Le sapin argenté, considéré dans son ensemble, conserve toujours la forme conique quand il croît isolé ou qu'il n'est pas trop serré par d'autres arbres; mais l'axe de ce cône s'allonge dans une proportion plus grande que la base ne s'agrandit. Cet arbre est le plus sombre des arbres verts; c'est le noir sapin mélancolique des poètes.

L'accroissement annuel en diamètre du sapin argenté ne doit être examiné que sur des arbres dont l'accroissement n'a jamais été interrompu, sans quoi l'on obtiendrait des résultats très-différens selon les circonstances, puisque cet arbre peut rester stationnaire lorsqu'il est privé de lumière et d'espace, et par d'autres, causes encore. Il m'a paru inutile à l'objet que je me propose de faire des expériences suivies à ce sujet je me contenterai de rapporter quelques faits. L'accroissement du sapin argenté, qui est lent jusqu'à environ 10 ans, devient ensuite plus rapide; un sapin de 70 ans qui a crù dans un terrain et dans des circonstances favorables, peut avoir jusqu'à 26 mètres de hauteur, et un diamètre de plus de 0,65 à un mètre au dessus du sol, ce qui donne un accroissement de 0,009 par an au moins, terme moyen.

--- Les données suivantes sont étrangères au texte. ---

//! # Estimate Calculations
//!
//! Each calculation follows the pattern:
//!
//! - `*Input` - Input parameters (JSON-serializable)
//! - `*Result` - Calculation results (JSON-serializable)
//! - a pure function `fn(&*Input) -> CalcResult<*Result>`
//!
//! ## Available Calculations
//!
//! - [`block_wall`] - Block count and cost for a uniform-height wall

pub mod block_wall;

pub use block_wall::{estimate, EstimateInput, EstimateResult, PartialEstimateInput};
//! # Block Wall Estimate
//!
//! Converts a wall perimeter, wall height and block face size into the
//! number of blocks needed and their cost.
//!
//! ## Method
//!
//! ```text
//! total wall area = perimeter × wall height
//! openings area   = doors × (door w × door h) + windows × (window w × window h)
//! net wall area   = max(total − openings, 0)
//! raw blocks      = net wall area / block face area
//! final blocks    = ⌈raw blocks × (1 + wastage% / 100)⌉
//! total cost      = final blocks × unit cost
//! ```
//!
//! ## Assumptions
//!
//! - Uniform wall height around the whole perimeter
//! - Internal partitions are folded into the perimeter by the caller
//! - Block dimensions are nominal (include the mortar joint)
//!
//! ## Example
//!
//! ```rust
//! use block_core::calculations::block_wall::{estimate, EstimateInput};
//!
//! let input = EstimateInput {
//!     perimeter_m: 40.0,
//!     wall_height_m: 3.0,
//!     block_length_m: 0.45,
//!     block_height_m: 0.225,
//!     door_count: 1,
//!     door_width_m: 1.0,
//!     door_height_m: 2.1,
//!     window_count: 2,
//!     window_width_m: 1.2,
//!     window_height_m: 1.2,
//!     wastage_percent: 5,
//!     unit_cost: 350.0,
//! };
//!
//! let result = estimate(&input).unwrap();
//! assert_eq!(result.final_block_count, 1193);
//! assert_eq!(result.total_cost, 417_550.0);
//! ```

use serde::{Deserialize, Serialize};
use tracing::{debug, warn};

use crate::errors::{CalcResult, EstimateError};
use crate::settings::EstimatorSettings;
use crate::units::{Meters, SquareMeters};

/// Largest wastage allowance the form accepts, in percent
pub const MAX_WASTAGE_PERCENT: u8 = 20;

/// Wastage allowance used when none is given, in percent
pub const DEFAULT_WASTAGE_PERCENT: u8 = 5;

fn default_wastage_percent() -> u8 {
    DEFAULT_WASTAGE_PERCENT
}

fn is_positive(value: f64) -> bool {
    value.is_finite() && value > 0.0
}

/// Input parameters for a block wall estimate.
///
/// Openings, wastage and unit cost may be omitted from JSON; they default
/// to no openings, 5% wastage and zero cost.
///
/// ## JSON Example
///
/// ```json
/// {
///   "perimeter_m": 40.0,
///   "wall_height_m": 3.0,
///   "block_length_m": 0.45,
///   "block_height_m": 0.225,
///   "door_count": 1,
///   "door_width_m": 1.0,
///   "door_height_m": 2.1,
///   "window_count": 2,
///   "window_width_m": 1.2,
///   "window_height_m": 1.2,
///   "wastage_percent": 5,
///   "unit_cost": 350.0
/// }
/// ```
#[derive(Debug, Clone, PartialEq, Serialize, Deserialize)]
pub struct EstimateInput {
    /// Total wall length in meters, external walls plus any partitions
    pub perimeter_m: f64,

    /// Average wall height in meters
    pub wall_height_m: f64,

    /// Nominal block length in meters (e.g., 0.45)
    pub block_length_m: f64,

    /// Nominal block height in meters (e.g., 0.225)
    pub block_height_m: f64,

    /// Number of doors
    #[serde(default)]
    pub door_count: u32,
    /// Door width in meters
    #[serde(default)]
    pub door_width_m: f64,
    /// Door height in meters
    #[serde(default)]
    pub door_height_m: f64,

    /// Number of windows
    #[serde(default)]
    pub window_count: u32,
    /// Window width in meters
    #[serde(default)]
    pub window_width_m: f64,
    /// Window height in meters
    #[serde(default)]
    pub window_height_m: f64,

    /// Allowance for breakage and cutting, 0 to 20 percent
    #[serde(default = "default_wastage_percent")]
    pub wastage_percent: u8,

    /// Price of one block
    #[serde(default)]
    pub unit_cost: f64,
}

impl EstimateInput {
    /// Validate the dimensions the estimate depends on.
    ///
    /// Geometry is checked before block size; the first failure wins.
    /// Opening counts and sizes are not checked here, zero is valid.
    /// NaN and infinite dimensions fail the same way as non-positive ones.
    pub fn validate(&self) -> CalcResult<()> {
        if !(is_positive(self.perimeter_m) && is_positive(self.wall_height_m)) {
            return Err(EstimateError::invalid_geometry(self.perimeter_m, self.wall_height_m));
        }
        if !(is_positive(self.block_length_m) && is_positive(self.block_height_m)) {
            return Err(EstimateError::invalid_block_size(self.block_length_m, self.block_height_m));
        }
        Ok(())
    }

    /// Check the constraints the input form enforces on its fields.
    ///
    /// Every measurement and the unit cost must be a non-negative number
    /// and the wastage allowance must not exceed [`MAX_WASTAGE_PERCENT`].
    /// Readers of untrusted input (files, flags) call this before
    /// [`estimate`].
    pub fn check_form_constraints(&self) -> CalcResult<()> {
        let fields = [
            ("perimeter_m", self.perimeter_m),
            ("wall_height_m", self.wall_height_m),
            ("block_length_m", self.block_length_m),
            ("block_height_m", self.block_height_m),
            ("door_width_m", self.door_width_m),
            ("door_height_m", self.door_height_m),
            ("window_width_m", self.window_width_m),
            ("window_height_m", self.window_height_m),
            ("unit_cost", self.unit_cost),
        ];
        for (field, value) in fields {
            if !value.is_finite() {
                return Err(EstimateError::invalid_input(field, value.to_string(), "Must be a finite number"));
            }
            if value < 0.0 {
                return Err(EstimateError::invalid_input(field, value.to_string(), "Cannot be negative"));
            }
        }
        if self.wastage_percent > MAX_WASTAGE_PERCENT {
            return Err(EstimateError::invalid_input(
                "wastage_percent",
                self.wastage_percent.to_string(),
                format!("Wastage allowance must be between 0 and {MAX_WASTAGE_PERCENT}%"),
            ));
        }
        Ok(())
    }

    /// Gross wall area A = perimeter × height
    pub fn total_wall_area(&self) -> SquareMeters {
        Meters(self.perimeter_m) * Meters(self.wall_height_m)
    }

    /// Combined area of all door and window openings
    pub fn openings_area(&self) -> SquareMeters {
        let door = Meters(self.door_width_m) * Meters(self.door_height_m);
        let window = Meters(self.window_width_m) * Meters(self.window_height_m);
        door * f64::from(self.door_count) + window * f64::from(self.window_count)
    }

    /// Face area of a single block
    pub fn block_face_area(&self) -> SquareMeters {
        Meters(self.block_length_m) * Meters(self.block_height_m)
    }

    /// Multiplier applied to the raw block count, e.g. 1.05 for 5%
    pub fn wastage_factor(&self) -> f64 {
        1.0 + f64::from(self.wastage_percent) / 100.0
    }
}

/// An input whose fields may each be missing, as read from a file or flags.
///
/// Layers are combined with [`PartialEstimateInput::overlay`] and then
/// completed from [`EstimatorSettings`] by [`PartialEstimateInput::resolve`],
/// so the precedence is settings → file → flags. A missing perimeter or
/// height resolves to 0 and is reported by [`estimate`].
#[derive(Debug, Clone, Default, PartialEq, Serialize, Deserialize)]
#[serde(default)]
pub struct PartialEstimateInput {
    pub perimeter_m: Option<f64>,
    pub wall_height_m: Option<f64>,
    pub block_length_m: Option<f64>,
    pub block_height_m: Option<f64>,
    pub door_count: Option<u32>,
    pub door_width_m: Option<f64>,
    pub door_height_m: Option<f64>,
    pub window_count: Option<u32>,
    pub window_width_m: Option<f64>,
    pub window_height_m: Option<f64>,
    pub wastage_percent: Option<u8>,
    pub unit_cost: Option<f64>,
}

impl PartialEstimateInput {
    /// Fields set in `top` replace the ones in `self`.
    pub fn overlay(self, top: PartialEstimateInput) -> Self {
        PartialEstimateInput {
            perimeter_m: top.perimeter_m.or(self.perimeter_m),
            wall_height_m: top.wall_height_m.or(self.wall_height_m),
            block_length_m: top.block_length_m.or(self.block_length_m),
            block_height_m: top.block_height_m.or(self.block_height_m),
            door_count: top.door_count.or(self.door_count),
            door_width_m: top.door_width_m.or(self.door_width_m),
            door_height_m: top.door_height_m.or(self.door_height_m),
            window_count: top.window_count.or(self.window_count),
            window_width_m: top.window_width_m.or(self.window_width_m),
            window_height_m: top.window_height_m.or(self.window_height_m),
            wastage_percent: top.wastage_percent.or(self.wastage_percent),
            unit_cost: top.unit_cost.or(self.unit_cost),
        }
    }

    /// Fill the gaps from settings; openings and cost default to zero.
    pub fn resolve(&self, settings: &EstimatorSettings) -> EstimateInput {
        EstimateInput {
            perimeter_m: self.perimeter_m.unwrap_or(0.0),
            wall_height_m: self.wall_height_m.unwrap_or(0.0),
            block_length_m: self.block_length_m.unwrap_or(settings.default_block_length_m),
            block_height_m: self.block_height_m.unwrap_or(settings.default_block_height_m),
            door_count: self.door_count.unwrap_or(0),
            door_width_m: self.door_width_m.unwrap_or(0.0),
            door_height_m: self.door_height_m.unwrap_or(0.0),
            window_count: self.window_count.unwrap_or(0),
            window_width_m: self.window_width_m.unwrap_or(0.0),
            window_height_m: self.window_height_m.unwrap_or(0.0),
            wastage_percent: self.wastage_percent.unwrap_or(settings.default_wastage_percent),
            unit_cost: self.unit_cost.unwrap_or(0.0),
        }
    }
}

/// Results of a block wall estimate.
///
/// ## JSON Example
///
/// ```json
/// {
///   "total_wall_area_m2": 120.0,
///   "openings_area_m2": 4.98,
///   "net_wall_area_m2": 115.02,
///   "block_face_area_m2": 0.10125,
///   "raw_block_count": 1136.0,
///   "final_block_count": 1193,
///   "total_cost": 417550.0
/// }
/// ```
#[derive(Debug, Clone, PartialEq, Serialize, Deserialize)]
pub struct EstimateResult {
    /// Perimeter × wall height (m²)
    pub total_wall_area_m2: f64,

    /// Doors plus windows (m²)
    pub openings_area_m2: f64,

    /// Wall area left to build after openings, never negative (m²)
    pub net_wall_area_m2: f64,

    /// Face area of one block (m²)
    pub block_face_area_m2: f64,

    /// Blocks needed before wastage and rounding
    pub raw_block_count: f64,

    /// Blocks to order: wastage applied, rounded up
    pub final_block_count: u64,

    /// final_block_count × unit cost
    pub total_cost: f64,
}

impl EstimateResult {
    /// True when the openings were larger than the wall and the net area
    /// was clamped to zero
    pub fn openings_exceed_wall(&self) -> bool {
        self.openings_area_m2 > self.total_wall_area_m2
    }
}

/// Estimate blocks and cost for a wall.
///
/// # Arguments
///
/// * `input` - Wall, block, opening and cost parameters
///
/// # Returns
///
/// * `Ok(EstimateResult)` - Areas, block counts and total cost
/// * `Err(EstimateError::InvalidGeometry)` - perimeter or height ≤ 0
/// * `Err(EstimateError::InvalidBlockSize)` - block length or height ≤ 0
pub fn estimate(input: &EstimateInput) -> CalcResult<EstimateResult> {
    debug!(?input, "estimating block wall");
    input.validate()?;

    let total_wall_area = input.total_wall_area();
    let openings_area = input.openings_area();
    let net_wall_area = (total_wall_area - openings_area).clamp_non_negative();
    if openings_area > total_wall_area {
        warn!(
            total_wall_area_m2 = total_wall_area.value(),
            openings_area_m2 = openings_area.value(),
            "openings exceed wall area, net wall area clamped to zero"
        );
    }

    let block_face_area = input.block_face_area();
    // Unreachable after validate(), kept so the division never sees zero
    let raw_block_count = if block_face_area.value() > 0.0 {
        net_wall_area / block_face_area
    } else {
        0.0
    };

    let final_block_count = (raw_block_count * input.wastage_factor()).ceil() as u64;
    let total_cost = final_block_count as f64 * input.unit_cost;

    debug!(
        net_wall_area_m2 = net_wall_area.value(),
        block_face_area_m2 = block_face_area.value(),
        raw_block_count,
        final_block_count,
        "block wall estimate complete"
    );

    Ok(EstimateResult {
        total_wall_area_m2: total_wall_area.value(),
        openings_area_m2: openings_area.value(),
        net_wall_area_m2: net_wall_area.value(),
        block_face_area_m2: block_face_area.value(),
        raw_block_count,
        final_block_count,
        total_cost,
    })
}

J'ai dans mon parc, devant mon habitation, une allée qui a 16m,40 de large, et qui est séparée en deux parties par un rond-point : dans l'une des parties, ce sont des sapins picéas, de différens âges, au nombre de 222; dans l'autre, des sapins argentés, au nombre de 412, qui sont à 4 mètres les uns des autres; ainsi, quoiqu'ils traversent une sapinière et un taillis, ils n'ont pas été gênés dans leur accroissement. Ces sapins ont été plantés en 1786-1787 avec du plant que l'on prit dans la sapinière, et qui était âgé d'environ 12 ans; ils avaient donc environ 70 ans en 1844. Le plus haut de ces arbres avait alors 24 mètres, et le plus gros 0,65 de diamètre à un mètre au dessus du sol; ceux de moyenne dimension avaient 0,51 de diamètre et 18,00 de haut. Ainsi ces derniers avaient eu un accroissement moyen annuel de 0,0073. Mais il y a des terrains beaucoup plus favorables à la production du sapin argenté que celui où ils se trouvent; ils ont dû d'ailleurs éprouver de grands retards dans leur végétation, n'ayant pas

été pris dans une pépinière, quoiqu'on les cût arrachés et plantés avec le plus grand soin, et qu'on les eût arrosés toutes les fois qu'il était nécessaire.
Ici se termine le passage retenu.